I haven't used --keep-alive because the description suggests that this will latch all topics in the bag (IMHO).

By default rosbag play exits after publishing all messages in the bag. --keep-alive keeps the rosbag process alive after reaching the end of the bag. It does not latch all topics.

I also do not see how the latching behaviour can be achieved with the rosbag API.

Are you asking how to use the rosbag API to check if there was a latched publisher on a topic? Rosbag player uses a rosbag::View to get connection info, and then checks if it has the latching field with a value of 1.

In any case, even when replaying with active latching (-k), I get distinct TF trees, when starting rqt with the TF Tree plugin after rosbag play logfile.bag -k. I only get a complete TF tree, if I start replay after rqt with TF Tree plugin.

This sounds like a bug. Does the connection info for the /tf_static topic have latching=1?

When logging the state of a robot as it's set of TFs, the resulting bagfile must contain this complete representation at any point in time. And this must be by default. Therefore, use_tf_static must be false by default to provide a complete TF tree at any point in time (or at least within the publishing frequency).
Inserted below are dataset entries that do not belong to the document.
//! Content storage for the cdnget mirror.
//!
//! Retrieved bytes are written through a [`StorageBackend`] at a path derived
//! from [`PathSegment`]s by [`content_path`], so every upstream service gets
//! its own subtree under the content root and no path can escape it.

pub mod backend;
pub mod error;
mod layout;
mod path;
mod segment;

pub use crate::backend::StorageBackend;
pub use crate::layout::content_path;
pub use crate::path::validate as validate_path;
pub use crate::segment::{PATH_DELIMITER, PathSegment};
use std::sync::Arc;

pub type BackendHandle = Arc<dyn StorageBackend + Send + Sync>;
If I understand correctly, there is a bag file with static and dynamic transforms, and it needs to be played to give some tool the complete tf tree. It sounds like something interesting happens in the middle of the bag file, so playback is starting from the middle. Rosbag doesn't publish the static transforms because the start time is after when the static transforms were published. I disagree that this is the default use case for robot_state_publisher.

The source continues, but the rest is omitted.